Mexico outsourcing law seen having triggered downward Q3 GDP revision


Mexico’s economy contracted 0.4% in seasonally-adjusted terms in 3Q21 after 1.2% growth in the second quarter, according to statistics agency Inegi

Analysts pointed to the implementation of a new outsourcing law to explain the larger-than-expected downward revision to the initial estimate of a 0.2% contraction. 

On Thursday Inegi also released the final estimate for year-on-year growth in 3Q21, which was revised down to 4.50% from its preliminary estimate of 4.53%. 

Despite the reading, Moody’s Latin America head of economic analysis Alfredo Coutiño said Mexico “will still end the year with a rebound” thanks to the negative comparison base with full-year GDP growth now estimated at 5.3% after an 8.2% contraction in 2020. 

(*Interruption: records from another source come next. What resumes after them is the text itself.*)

use std::time::{Duration, Instant};

use super::common::*;

use crate::intake::guard::{AdminGuard, AuthError, LoginAttemptLimiter};

const LOCKOUT: Duration = Duration::from_secs(900);

#[test]
fn missing_key_is_unauthorized_without_counting() {
    let guard = admin_guard();

    assert_eq!(guard.authorize("10.0.0.1", None), Err(AuthError::MissingKey));
    assert_eq!(guard.limiter().failures("10.0.0.1"), 0);
}

#[test]
fn wrong_key_is_forbidden_and_counted() {
    let guard = admin_guard();

    assert_eq!(
        guard.authorize("10.0.0.1", Some("guess")),
        Err(AuthError::InvalidKey)
    );
    assert_eq!(guard.limiter().failures("10.0.0.1"), 1);
    assert_eq!(guard.authorize("10.0.0.1", Some(ADMIN_KEY)), Ok(()));
    assert_eq!(guard.limiter().failures("10.0.0.1"), 0);
}

#[test]
fn locks_after_max_failures_and_reports_remaining_minutes() {
    let guard = AdminGuard::new(ADMIN_KEY, LoginAttemptLimiter::new(5, LOCKOUT));
    let start = Instant::now();

    for _ in 0..5 {
        assert_eq!(
            guard.authorize_at("10.0.0.2", Some("guess"), start),
            Err(AuthError::InvalidKey)
        );
    }

    let later = start + Duration::from_secs(5 * 60);
    assert_eq!(
        guard.authorize_at("10.0.0.2", Some(ADMIN_KEY), later),
        Err(AuthError::LockedOut {
            remaining_minutes: 10
        })
    );
    assert_eq!(guard.authorize_at("10.0.0.3", Some(ADMIN_KEY), later), Ok(()));
}

#[test]
fn lockout_expires_after_window() {
    let limiter = LoginAttemptLimiter::new(2, LOCKOUT);
    let start = Instant::now();

    limiter.record_failure_at("10.0.0.4", start);
    limiter.record_failure_at("10.0.0.4", start);
    assert!(limiter.check_at("10.0.0.4", start).is_err());

    let expired = start + LOCKOUT;
    assert!(limiter.check_at("10.0.0.4", expired).is_ok());
    assert_eq!(limiter.failures("10.0.0.4"), 0);
}

#[test]
fn failures_outside_window_start_a_new_count() {
    let limiter = LoginAttemptLimiter::new(3, LOCKOUT);
    let start = Instant::now();

    limiter.record_failure_at("10.0.0.5", start);
    limiter.record_failure_at("10.0.0.5", start);
    limiter.record_failure_at("10.0.0.5", start + LOCKOUT + Duration::from_secs(1));

    assert_eq!(limiter.failures("10.0.0.5"), 1);
}
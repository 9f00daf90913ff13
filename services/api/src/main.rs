use lead_intake_api::run;

#[tokio::main]
async fn main() {
    if let Err(err) = run().await {
        eprintln!("application error: {err}");
        std::process::exit(1);
    }
}
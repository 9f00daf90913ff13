/// Display labels for revenue/income bracket codes.
const REVENUE_LABELS: [(&str, &str); 9] = [
    ("<10", "up to R$10 million"),
    ("10-80", "R$10 to R$80 million"),
    (">80", "R$80 to R$300 million"),
    (">300", "above R$300 million"),
    ("nao_tem", "no revenue or provable income yet"),
    ("ate_5k", "up to R$5,000"),
    ("5k_15k", "R$5,000 to R$15,000"),
    ("15k_50k", "R$15,000 to R$50,000"),
    ("acima_50k", "above R$50,000"),
];

/// Human-readable range for a bracket code; unknown codes render as-is.
pub fn revenue_label(code: &str) -> &str {
    REVENUE_LABELS
        .iter()
        .find(|(known, _)| *known == code)
        .map(|(_, label)| *label)
        .unwrap_or(code)
}

#[cfg(test)]
mod tests {
    use super::revenue_label;

    #[test]
    fn maps_known_codes_and_passes_through_unknown() {
        assert_eq!(revenue_label("<10"), "up to R$10 million");
        assert_eq!(revenue_label("acima_50k"), "above R$50,000");
        assert_eq!(revenue_label("1bi+"), "1bi+");
    }
}
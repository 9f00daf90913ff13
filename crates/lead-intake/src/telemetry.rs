use crate::config::{AppEnvironment, TelemetryConfig};
use std::fmt;
use tracing_subscriber::filter::ParseError;
use tracing_subscriber::EnvFilter;

#[derive(Debug)]
pub enum TelemetryError {
    EnvFilter { value: String, source: ParseError },
    Subscriber(Box<dyn std::error::Error + Send + Sync>),
}

impl fmt::Display for TelemetryError {
    fn fmt(&self, f: &mut fmt::Formatter<'_>) -> fmt::Result {
        match self {
            TelemetryError::EnvFilter { value, .. } => {
                write!(
                    f,
                    "invalid log level/filter '{}': unable to build EnvFilter",
                    value
                )
            }
            TelemetryError::Subscriber(err) => write!(f, "telemetry error: {err}"),
        }
    }
}

impl std::error::Error for TelemetryError {
    fn source(&self) -> Option<&(dyn std::error::Error + 'static)> {
        match self {
            TelemetryError::EnvFilter { source, .. } => Some(source),
            TelemetryError::Subscriber(err) => Some(&**err),
        }
    }
}

/// Builds the filter from `RUST_LOG`, falling back to the configured level.
pub fn env_filter(config: &TelemetryConfig) -> Result<EnvFilter, TelemetryError> {
    match EnvFilter::try_from_default_env() {
        Ok(filter) => Ok(filter),
        Err(_) => {
            EnvFilter::try_new(&config.log_level).map_err(|source| TelemetryError::EnvFilter {
                value: config.log_level.clone(),
                source,
            })
        }
    }
}

pub fn init(config: &TelemetryConfig, environment: AppEnvironment) -> Result<(), TelemetryError> {
    let filter = env_filter(config)?;

    // Module targets are only printed in development.
    let show_target = environment == AppEnvironment::Development;

    tracing_subscriber::fmt()
        .with_env_filter(filter)
        .with_target(show_target)
        .compact()
        .with_ansi(false)
        .try_init()
        .map_err(TelemetryError::Subscriber)
}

Local lender Banorte’s economic analysis team said in a research note that the bank is holding onto its 2021 GDP forecast of 5.7%, “albeit with slight downside risks after the report.”  

“Nonetheless, available data for 4Q21 shows signs of improvement, in line with our call of a resumption of the recovery in the period,” said Banorte. 

In a research note Coutiño said the surge in COVID-19 infections with the Delta variant led to mobility and other restrictions on businesses and employment reaching a new peak at the end of August.

Supply-chain disruptions, and microchip shortages in particular, forced slowdowns and stoppages in Mexico’s auto and electronics industries, generating a second negative impact, said Coutiño.

Thirdly, the country’s new outsourcing law, which severely restricts the practice across all industries, proved to be a key factor for the 3Q21 revision.


On this point, Nikhil Sanghani, Latin America economist at Capital Economics, said: “The breakdown showed the contraction was almost entirely due to an outsourcing law that hit services output.” 

“[The Inegi report] showed that almost all of the contraction in GDP was concentrated in business support services – output in that sub-sector slumped by an eye-watering 50% q-o-q, shaving almost 2%-pts off overall q-o-q GDP growth in Q3,” he said.

Output expanded in most other services, with only five of 15 components showing negatives, hence “the oddity” of a 0.9% decline in the services area of growth is mainly due to this one component, said Sanghani, with employers banned from hiring subcontractors.

“Labor market data from Inegi … showed that workers in business support services halved over Q3 as a whole which, based on the methodology for calculating GDP, directly impacted the stats office’s measure of output in this sub-sector,” he added. 

Sanghini said other labor market data for formal private sector employees shows the number of temporary workers has dipped in the last few months, but this was offset by an increase in the number of permanent staffers.

“Accordingly, most subcontracted workers have probably been hired within businesses or moved to other industries,” he said, and with the majority of Mexico’s labor market completely outside the formal sector, “economic activity probably did not fare as badly as the Q3 GDP figures imply.”


According to Inegi’s monthly economic activity indicator (IGAE) for September, also released Thursday, industrial production dipped 1.4% from August, while services fell 0.3%, hit by the implementation of the new law.

Overall, IGAE contracted 0.4% month-on-month in September, extending the 1.2% contraction seen in August.

The following graphic tracking IGAE through September, shows a deceleration in activity from this year’s April-June peak.

Source: Inegi

“Despite higher mobility and confidence levels, these [IGAE] figures are consistent with renewed difficulties and cautiousness due to COVID-19, as well as potential headwinds from higher inflation.” said Banorte.


Coutiño expressed concerns for the recovery next year with setbacks potentially tied to domestic policy interventions and their impact on investment.

“The economy’s moderation in the second half of the year, caused by the prolonged supply disruptions and still anemic investment, is raising concerns about the recovery in 2022,” he said.

“One unfavorable factor is the government’s persistence to implement measures to limit competition and restrain the participation of the private sector in the economy, which keeps private investment reticent,” Coutiño added.

And despite the government’s planned investment increase in infrastructure next year, around 18% in real terms, public sector capex as a whole remains at only 15% of total investment in the economy. As such, said Coutiño, the economic recovery in 2022 will remain restrained, “advancing at a rate between 2% and 2.5%.”